#### [What the task requires]
Starting at the top of the entries below, set down every line exactly, please, until you reach the line with "let mut map = HashMap::new();", which is included too.

#### [Data provided]
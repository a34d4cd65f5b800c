//! Tolerant scanning of `<meta>` and `<link>` tags.
//!
//! Markup is never parsed into a tree and scripts are never run; tags are
//! matched with regular expressions and malformed input simply yields fewer
//! tags.

use std::collections::HashMap;
use std::sync::LazyLock;

use regex::Regex;

static META_TAG: LazyLock<Regex> = LazyLock::new(|| Regex::new(r"(?is)<meta\s[^>]*>").expect("invalid regex"));
static LINK_TAG: LazyLock<Regex> = LazyLock::new(|| Regex::new(r"(?is)<link\s[^>]*>").expect("invalid regex"));
static ATTR: LazyLock<Regex> = LazyLock::new(|| {
    Regex::new(r#"(?is)([a-z][a-z0-9_:.-]*)\s*=\s*(?:"([^"]*)"|'([^']*)')"#).expect("invalid regex")
});

/// Quoted attributes of one tag. Names are lowercased; the first occurrence
/// of a name wins and empty values are dropped.
#[derive(Debug, Default)]
pub struct Attrs(HashMap<String, String>);

impl Attrs {
    pub fn parse(tag: &str) -> Self {
        let mut map = HashMap::new();
        for caps in ATTR.captures_iter(tag) {
            let Some(name) = caps.get(1) else { continue };
            let value = caps.get(2).or_else(|| caps.get(3)).map_or("", |m| m.as_str());
            if value.is_empty() {
                continue;
            }
            map.entry(name.as_str().to_ascii_lowercase()).or_insert_with(|| decode_entities(value));
        }
        Self(map)
    }

    pub fn get(&self, name: &str) -> Option<&str> {
        self.0.get(name).map(String::as_str)
    }

    /// Trimmed, lowercased value; empty when absent.
    pub fn key(&self, name: &str) -> String {
        self.get(name).map(|v| v.trim().to_lowercase()).unwrap_or_default()
    }
}

pub fn meta_tags(html: &str) -> impl Iterator<Item = Attrs> + '_ {
    META_TAG.find_iter(html).map(|m| Attrs::parse(m.as_str()))
}

pub fn link_tags(html: &str) -> impl Iterator<Item = Attrs> + '_ {
    LINK_TAG.find_iter(html).map(|m| Attrs::parse(m.as_str()))
}

fn decode_entities(value: &str) -> String {
    if !value.contains('&') {
        return value.to_string();
    }
    value
        .replace("&amp;", "&")
        .replace("&#38;", "&")
        .replace("&quot;", "\"")
        .replace("&#39;", "'")
}

#[cfg(test)]
mod tests {
    use super::*;

    #[test]
    fn test_attrs_mixed_quotes_and_case() {
        let attrs = Attrs::parse(r#"<meta PROPERTY='og:image' Content="https://a.dev/x.png?a=1&amp;b=2">"#);
        assert_eq!(attrs.get("property"), Some("og:image"));
        assert_eq!(attrs.get("content"), Some("https://a.dev/x.png?a=1&b=2"));
    }

    #[test]
    fn test_attrs_first_occurrence_wins() {
        let attrs = Attrs::parse(r#"<meta name="first" name="second" content="">"#);
        assert_eq!(attrs.get("name"), Some("first"));
        assert_eq!(attrs.get("content"), None);
    }

    #[test]
    fn test_key_is_trimmed_lowercase() {
        let attrs = Attrs::parse(r#"<meta property=" OG:Image " content="x">"#);
        assert_eq!(attrs.key("property"), "og:image");
        assert_eq!(attrs.key("name"), "");
    }

    #[test]
    fn test_scan_ignores_garbage() {
        let html = r#"<html><meta charset=utf-8><META property="og:image" content="/a.png"
            ><link rel="image_src" href="/b.png"><metadata foo="bar"><link"#;
        let metas: Vec<_> = meta_tags(html).collect();
        assert_eq!(metas.len(), 2);
        assert_eq!(metas[1].get("content"), Some("/a.png"));
        let links: Vec<_> = link_tags(html).collect();
        assert_eq!(links.len(), 1);
        assert_eq!(links[0].get("href"), Some("/b.png"));
    }
}
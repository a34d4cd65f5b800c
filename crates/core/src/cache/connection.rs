//! Database connection management with pragma configuration.
//!
//! This module handles opening the SQLite database, applying required pragmas
//! for performance and concurrency (WAL mode), and running migrations.

use super::migrations;
use crate::Error;
use std::path::Path;
use tokio_rusqlite::Connection;

const PRAGMAS: &str = "PRAGMA journal_mode=WAL;
     PRAGMA synchronous=NORMAL;
     PRAGMA temp_store=MEMORY;
     PRAGMA busy_timeout=5000;";

/// Cache database handle.
///
/// Wraps a tokio-rusqlite Connection that runs database operations
/// on a background thread. Cloning is cheap and shares the connection.
#[derive(Clone, Debug)]
pub struct CacheDb {
    pub(crate) conn: Connection,
}

impl CacheDb {
    /// Open a database at the specified path.
    ///
    /// Creates the file if it doesn't exist, applies performance pragmas,
    /// and runs any pending migrations.
    pub async fn open(path: impl AsRef<Path>) -> Result<Self, Error> {
        let path = path.as_ref().to_path_buf();
        let conn = Connection::open(&path).await.map_err(|e| Error::Database(e.into()))?;
        let db = Self::init(conn).await?;
        tracing::info!(path = %path.display(), "cache database ready");
        Ok(db)
    }

    /// Open an in-memory database for testing.
    pub async fn open_in_memory() -> Result<Self, Error> {
        let conn = Connection::open_in_memory().await.map_err(|e| Error::Database(e.into()))?;
        Self::init(conn).await
    }

    async fn init(conn: Connection) -> Result<Self, Error> {
        conn.call(|conn| conn.execute_batch(PRAGMAS)).await.map_err(Error::Database)?;
        migrations::run(&conn).await?;
        Ok(Self { conn })
    }

    #[cfg(test)]
    pub(crate) async fn key_count(&self) -> Result<u64, Error> {
        self.conn
            .call(|conn| conn.query_row("SELECT COUNT(*) FROM kv", [], |row| row.get::<_, i64>(0)))
            .await
            .map(|n| n.max(0) as u64)
            .map_err(Error::Database)
    }
}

#### [Completed task]
repository a34d4cd65f5b800c
//! Tolerant scanning of `<meta>` and `<link>` tags.
//!
//! Markup is never parsed into a tree and scripts are never run; tags are
//! matched with regular expressions and malformed input simply yields fewer
//! tags.

use std::collections::HashMap;
use std::sync::LazyLock;

use regex::Regex;

static META_TAG: LazyLock<Regex> = LazyLock::new(|| Regex::new(r"(?is)<meta\s[^>]*>").expect("invalid regex"));
static LINK_TAG: LazyLock<Regex> = LazyLock::new(|| Regex::new(r"(?is)<link\s[^>]*>").expect("invalid regex"));
static ATTR: LazyLock<Regex> = LazyLock::new(|| {
    Regex::new(r#"(?is)([a-z][a-z0-9_:.-]*)\s*=\s*(?:"([^"]*)"|'([^']*)')"#).expect("invalid regex")
});

/// Quoted attributes of one tag. Names are lowercased; the first occurrence
/// of a name wins and empty values are dropped.
#[derive(Debug, Default)]
pub struct Attrs(HashMap<String, String>);

impl Attrs {
    pub fn parse(tag: &str) -> Self {
        let mut map = HashMap::new();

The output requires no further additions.